-------- Record set
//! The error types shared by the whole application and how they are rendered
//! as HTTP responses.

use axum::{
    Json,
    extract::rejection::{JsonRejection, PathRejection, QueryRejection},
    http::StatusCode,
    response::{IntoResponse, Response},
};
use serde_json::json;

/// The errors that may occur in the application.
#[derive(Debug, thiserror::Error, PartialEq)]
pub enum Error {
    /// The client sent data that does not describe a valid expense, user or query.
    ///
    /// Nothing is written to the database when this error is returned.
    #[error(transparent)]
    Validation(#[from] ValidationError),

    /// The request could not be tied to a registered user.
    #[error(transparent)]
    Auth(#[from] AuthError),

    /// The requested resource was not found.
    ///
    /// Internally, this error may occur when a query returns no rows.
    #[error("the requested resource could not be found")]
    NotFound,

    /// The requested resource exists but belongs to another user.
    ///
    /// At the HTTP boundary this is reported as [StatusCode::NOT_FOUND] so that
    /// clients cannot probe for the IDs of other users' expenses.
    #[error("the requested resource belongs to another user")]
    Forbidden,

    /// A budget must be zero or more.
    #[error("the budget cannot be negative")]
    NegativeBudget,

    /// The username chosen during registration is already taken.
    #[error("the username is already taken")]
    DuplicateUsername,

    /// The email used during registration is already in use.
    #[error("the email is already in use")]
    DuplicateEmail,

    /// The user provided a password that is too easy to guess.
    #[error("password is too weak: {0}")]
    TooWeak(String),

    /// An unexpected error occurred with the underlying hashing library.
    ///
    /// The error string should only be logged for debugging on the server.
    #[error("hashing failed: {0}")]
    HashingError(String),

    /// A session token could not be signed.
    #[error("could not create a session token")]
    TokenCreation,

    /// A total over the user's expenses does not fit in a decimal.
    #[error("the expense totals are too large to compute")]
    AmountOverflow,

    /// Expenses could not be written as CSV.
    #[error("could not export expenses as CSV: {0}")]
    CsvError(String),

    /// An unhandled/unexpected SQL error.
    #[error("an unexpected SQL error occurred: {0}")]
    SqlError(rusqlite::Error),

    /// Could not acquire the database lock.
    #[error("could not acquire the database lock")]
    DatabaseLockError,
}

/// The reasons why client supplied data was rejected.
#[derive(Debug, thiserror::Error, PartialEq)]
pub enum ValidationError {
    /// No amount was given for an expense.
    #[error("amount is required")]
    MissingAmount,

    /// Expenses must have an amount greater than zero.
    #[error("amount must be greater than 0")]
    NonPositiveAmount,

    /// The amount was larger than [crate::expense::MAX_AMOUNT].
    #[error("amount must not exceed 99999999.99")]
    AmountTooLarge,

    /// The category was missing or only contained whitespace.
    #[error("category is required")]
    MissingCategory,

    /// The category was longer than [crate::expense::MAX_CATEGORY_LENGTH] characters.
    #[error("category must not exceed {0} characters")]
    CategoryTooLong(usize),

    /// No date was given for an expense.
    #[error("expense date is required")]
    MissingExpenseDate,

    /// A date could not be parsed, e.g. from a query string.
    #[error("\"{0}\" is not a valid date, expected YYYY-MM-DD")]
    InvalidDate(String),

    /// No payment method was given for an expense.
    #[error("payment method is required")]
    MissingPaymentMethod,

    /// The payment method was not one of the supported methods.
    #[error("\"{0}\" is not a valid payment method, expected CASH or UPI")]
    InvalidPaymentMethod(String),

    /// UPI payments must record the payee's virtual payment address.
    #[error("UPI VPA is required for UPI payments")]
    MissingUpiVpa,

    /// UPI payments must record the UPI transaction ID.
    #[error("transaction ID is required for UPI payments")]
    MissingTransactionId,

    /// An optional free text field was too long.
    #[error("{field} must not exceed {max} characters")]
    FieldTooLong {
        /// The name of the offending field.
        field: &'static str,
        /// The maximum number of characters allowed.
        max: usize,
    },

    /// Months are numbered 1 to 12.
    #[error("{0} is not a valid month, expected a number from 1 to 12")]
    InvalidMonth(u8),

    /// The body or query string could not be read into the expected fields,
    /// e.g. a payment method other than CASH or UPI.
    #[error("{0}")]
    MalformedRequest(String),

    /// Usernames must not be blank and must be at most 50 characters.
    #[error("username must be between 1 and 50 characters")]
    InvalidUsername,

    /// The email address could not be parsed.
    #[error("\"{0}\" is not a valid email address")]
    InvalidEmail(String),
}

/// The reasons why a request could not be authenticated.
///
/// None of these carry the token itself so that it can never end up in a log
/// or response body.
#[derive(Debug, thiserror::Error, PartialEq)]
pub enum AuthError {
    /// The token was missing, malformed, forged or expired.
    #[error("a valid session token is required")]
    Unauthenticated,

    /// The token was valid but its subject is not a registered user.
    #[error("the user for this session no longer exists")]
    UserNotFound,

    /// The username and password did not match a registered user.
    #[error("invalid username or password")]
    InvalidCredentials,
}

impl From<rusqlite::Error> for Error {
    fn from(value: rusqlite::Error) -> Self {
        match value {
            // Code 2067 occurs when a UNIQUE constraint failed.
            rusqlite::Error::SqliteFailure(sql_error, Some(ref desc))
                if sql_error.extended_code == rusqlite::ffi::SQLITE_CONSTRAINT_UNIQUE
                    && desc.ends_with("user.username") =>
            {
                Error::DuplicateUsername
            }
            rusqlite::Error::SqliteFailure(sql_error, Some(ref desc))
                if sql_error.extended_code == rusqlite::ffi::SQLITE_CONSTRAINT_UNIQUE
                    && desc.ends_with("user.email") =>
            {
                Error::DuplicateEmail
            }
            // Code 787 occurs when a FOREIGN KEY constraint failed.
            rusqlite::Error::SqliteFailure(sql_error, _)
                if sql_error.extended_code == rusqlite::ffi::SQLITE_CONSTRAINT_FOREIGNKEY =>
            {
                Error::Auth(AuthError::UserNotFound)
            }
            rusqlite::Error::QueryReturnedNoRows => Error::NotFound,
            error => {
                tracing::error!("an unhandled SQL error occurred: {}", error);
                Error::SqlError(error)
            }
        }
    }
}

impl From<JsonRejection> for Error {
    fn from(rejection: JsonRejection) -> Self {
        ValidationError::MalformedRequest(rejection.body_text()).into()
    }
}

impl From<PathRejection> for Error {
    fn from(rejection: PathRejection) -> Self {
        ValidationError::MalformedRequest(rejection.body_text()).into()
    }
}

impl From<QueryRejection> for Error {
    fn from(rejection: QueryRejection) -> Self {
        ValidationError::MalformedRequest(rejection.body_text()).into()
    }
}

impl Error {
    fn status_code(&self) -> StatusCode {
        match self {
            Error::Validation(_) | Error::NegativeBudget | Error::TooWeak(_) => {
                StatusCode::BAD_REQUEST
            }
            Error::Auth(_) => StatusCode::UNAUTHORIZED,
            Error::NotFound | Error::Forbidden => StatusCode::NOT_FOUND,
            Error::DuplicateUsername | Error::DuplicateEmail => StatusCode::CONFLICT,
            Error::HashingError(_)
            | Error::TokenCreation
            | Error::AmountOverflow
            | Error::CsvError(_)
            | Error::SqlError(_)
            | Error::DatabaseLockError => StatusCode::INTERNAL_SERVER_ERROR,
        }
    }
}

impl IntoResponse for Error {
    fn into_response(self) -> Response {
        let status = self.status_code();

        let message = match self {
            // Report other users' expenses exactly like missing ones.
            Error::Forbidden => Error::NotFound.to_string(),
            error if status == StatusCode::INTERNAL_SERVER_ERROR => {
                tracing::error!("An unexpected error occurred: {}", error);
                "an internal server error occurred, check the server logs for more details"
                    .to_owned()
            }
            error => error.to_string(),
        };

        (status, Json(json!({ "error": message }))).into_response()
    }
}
----------------
Task instructions → Copy down each line in the entries that has the word "during".

Expected answer →
    /// The username chosen during registration is already taken.
    /// The email used during registration is already in use.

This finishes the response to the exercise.